(Records drawn from a dataset)

————

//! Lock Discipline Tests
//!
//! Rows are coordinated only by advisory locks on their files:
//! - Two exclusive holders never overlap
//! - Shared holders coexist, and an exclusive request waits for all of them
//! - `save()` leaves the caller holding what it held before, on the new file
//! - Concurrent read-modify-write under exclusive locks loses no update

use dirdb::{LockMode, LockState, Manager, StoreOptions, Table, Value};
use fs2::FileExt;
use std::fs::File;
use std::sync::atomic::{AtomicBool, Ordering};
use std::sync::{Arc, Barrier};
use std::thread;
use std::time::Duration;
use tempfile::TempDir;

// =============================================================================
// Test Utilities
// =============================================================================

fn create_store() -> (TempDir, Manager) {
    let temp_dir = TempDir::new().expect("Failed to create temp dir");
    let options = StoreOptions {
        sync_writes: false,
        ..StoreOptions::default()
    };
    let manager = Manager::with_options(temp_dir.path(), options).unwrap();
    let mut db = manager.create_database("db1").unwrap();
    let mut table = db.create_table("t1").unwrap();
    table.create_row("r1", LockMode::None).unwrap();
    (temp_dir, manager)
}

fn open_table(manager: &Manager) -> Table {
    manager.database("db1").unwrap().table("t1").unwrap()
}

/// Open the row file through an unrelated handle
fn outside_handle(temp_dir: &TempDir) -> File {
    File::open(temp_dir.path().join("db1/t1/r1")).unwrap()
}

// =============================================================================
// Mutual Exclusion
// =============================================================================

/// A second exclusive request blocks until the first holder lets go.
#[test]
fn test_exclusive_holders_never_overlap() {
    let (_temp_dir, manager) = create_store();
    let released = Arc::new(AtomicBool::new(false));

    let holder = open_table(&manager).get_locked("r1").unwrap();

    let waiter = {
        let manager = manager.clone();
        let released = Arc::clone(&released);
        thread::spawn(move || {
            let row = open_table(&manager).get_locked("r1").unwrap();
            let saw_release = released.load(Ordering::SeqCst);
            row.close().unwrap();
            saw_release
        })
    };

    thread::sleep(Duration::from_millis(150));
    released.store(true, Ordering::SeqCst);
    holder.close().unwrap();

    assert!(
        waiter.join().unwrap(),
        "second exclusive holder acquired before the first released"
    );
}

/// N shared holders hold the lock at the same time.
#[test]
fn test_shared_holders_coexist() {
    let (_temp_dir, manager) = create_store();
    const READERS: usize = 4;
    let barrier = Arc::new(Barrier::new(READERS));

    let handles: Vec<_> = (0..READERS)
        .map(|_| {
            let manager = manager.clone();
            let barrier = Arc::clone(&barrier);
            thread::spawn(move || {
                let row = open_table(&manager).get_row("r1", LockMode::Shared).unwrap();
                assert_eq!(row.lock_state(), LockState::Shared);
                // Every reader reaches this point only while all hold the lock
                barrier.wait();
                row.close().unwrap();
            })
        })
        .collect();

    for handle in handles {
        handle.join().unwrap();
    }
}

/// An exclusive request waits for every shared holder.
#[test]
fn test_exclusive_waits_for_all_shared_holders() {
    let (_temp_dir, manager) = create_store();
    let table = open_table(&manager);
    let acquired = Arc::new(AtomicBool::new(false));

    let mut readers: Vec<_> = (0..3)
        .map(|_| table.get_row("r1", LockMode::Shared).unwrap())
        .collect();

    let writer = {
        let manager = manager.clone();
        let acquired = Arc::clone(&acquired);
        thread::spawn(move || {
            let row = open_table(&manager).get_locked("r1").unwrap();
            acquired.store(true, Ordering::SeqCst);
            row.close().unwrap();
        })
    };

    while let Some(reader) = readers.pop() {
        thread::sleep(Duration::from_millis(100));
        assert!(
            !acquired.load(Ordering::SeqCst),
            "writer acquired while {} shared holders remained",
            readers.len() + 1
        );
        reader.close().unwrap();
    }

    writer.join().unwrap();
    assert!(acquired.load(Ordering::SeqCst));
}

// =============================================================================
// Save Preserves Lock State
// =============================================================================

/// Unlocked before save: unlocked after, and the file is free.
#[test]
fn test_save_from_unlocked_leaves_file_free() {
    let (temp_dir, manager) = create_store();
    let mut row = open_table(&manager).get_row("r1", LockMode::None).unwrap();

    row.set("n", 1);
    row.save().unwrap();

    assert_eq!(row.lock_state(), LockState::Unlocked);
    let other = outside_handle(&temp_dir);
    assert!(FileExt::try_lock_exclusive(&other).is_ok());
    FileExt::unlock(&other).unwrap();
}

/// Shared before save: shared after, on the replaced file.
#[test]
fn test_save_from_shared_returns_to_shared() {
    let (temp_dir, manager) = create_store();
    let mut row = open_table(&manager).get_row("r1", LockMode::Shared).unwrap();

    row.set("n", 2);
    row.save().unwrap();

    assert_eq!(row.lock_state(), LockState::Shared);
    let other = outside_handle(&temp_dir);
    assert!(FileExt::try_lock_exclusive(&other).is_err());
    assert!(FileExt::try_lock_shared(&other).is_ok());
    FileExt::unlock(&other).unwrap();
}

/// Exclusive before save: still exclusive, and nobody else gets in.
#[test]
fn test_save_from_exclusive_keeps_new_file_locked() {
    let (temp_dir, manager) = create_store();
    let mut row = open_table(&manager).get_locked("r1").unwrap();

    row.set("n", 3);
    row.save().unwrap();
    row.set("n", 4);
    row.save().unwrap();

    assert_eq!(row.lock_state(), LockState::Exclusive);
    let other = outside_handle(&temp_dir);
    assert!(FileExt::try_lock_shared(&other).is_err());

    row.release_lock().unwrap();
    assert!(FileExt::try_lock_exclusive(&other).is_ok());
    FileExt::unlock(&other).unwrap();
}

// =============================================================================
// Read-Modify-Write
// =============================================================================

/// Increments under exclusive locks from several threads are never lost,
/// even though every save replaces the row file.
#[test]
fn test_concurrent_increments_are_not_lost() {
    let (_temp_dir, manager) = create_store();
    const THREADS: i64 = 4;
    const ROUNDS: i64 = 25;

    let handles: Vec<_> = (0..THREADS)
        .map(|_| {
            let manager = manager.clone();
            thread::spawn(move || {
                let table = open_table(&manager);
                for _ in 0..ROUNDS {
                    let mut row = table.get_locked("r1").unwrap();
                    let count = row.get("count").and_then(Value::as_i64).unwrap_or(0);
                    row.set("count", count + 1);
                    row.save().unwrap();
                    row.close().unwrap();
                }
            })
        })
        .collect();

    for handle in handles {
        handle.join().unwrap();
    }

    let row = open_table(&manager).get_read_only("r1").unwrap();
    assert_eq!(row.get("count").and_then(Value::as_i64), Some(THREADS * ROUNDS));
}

————

:: EXERCISE REQUIREMENTS ::
Output the lines above exactly, but only those between the line holding "use tempfile::TempDir;" and the line holding "let mut table", inclusive.

:: ANSWER TO THIS PROBLEM ::
use tempfile::TempDir;

// =============================================================================
// Test Utilities
// =============================================================================

fn create_store() -> (TempDir, Manager) {
    let temp_dir = TempDir::new().expect("Failed to create temp dir");
    let options = StoreOptions {
        sync_writes: false,
        ..StoreOptions::default()
    };
    let manager = Manager::with_options(temp_dir.path(), options).unwrap();
    let mut db = manager.create_database("db1").unwrap();
    let mut table = db.create_table("t1").unwrap();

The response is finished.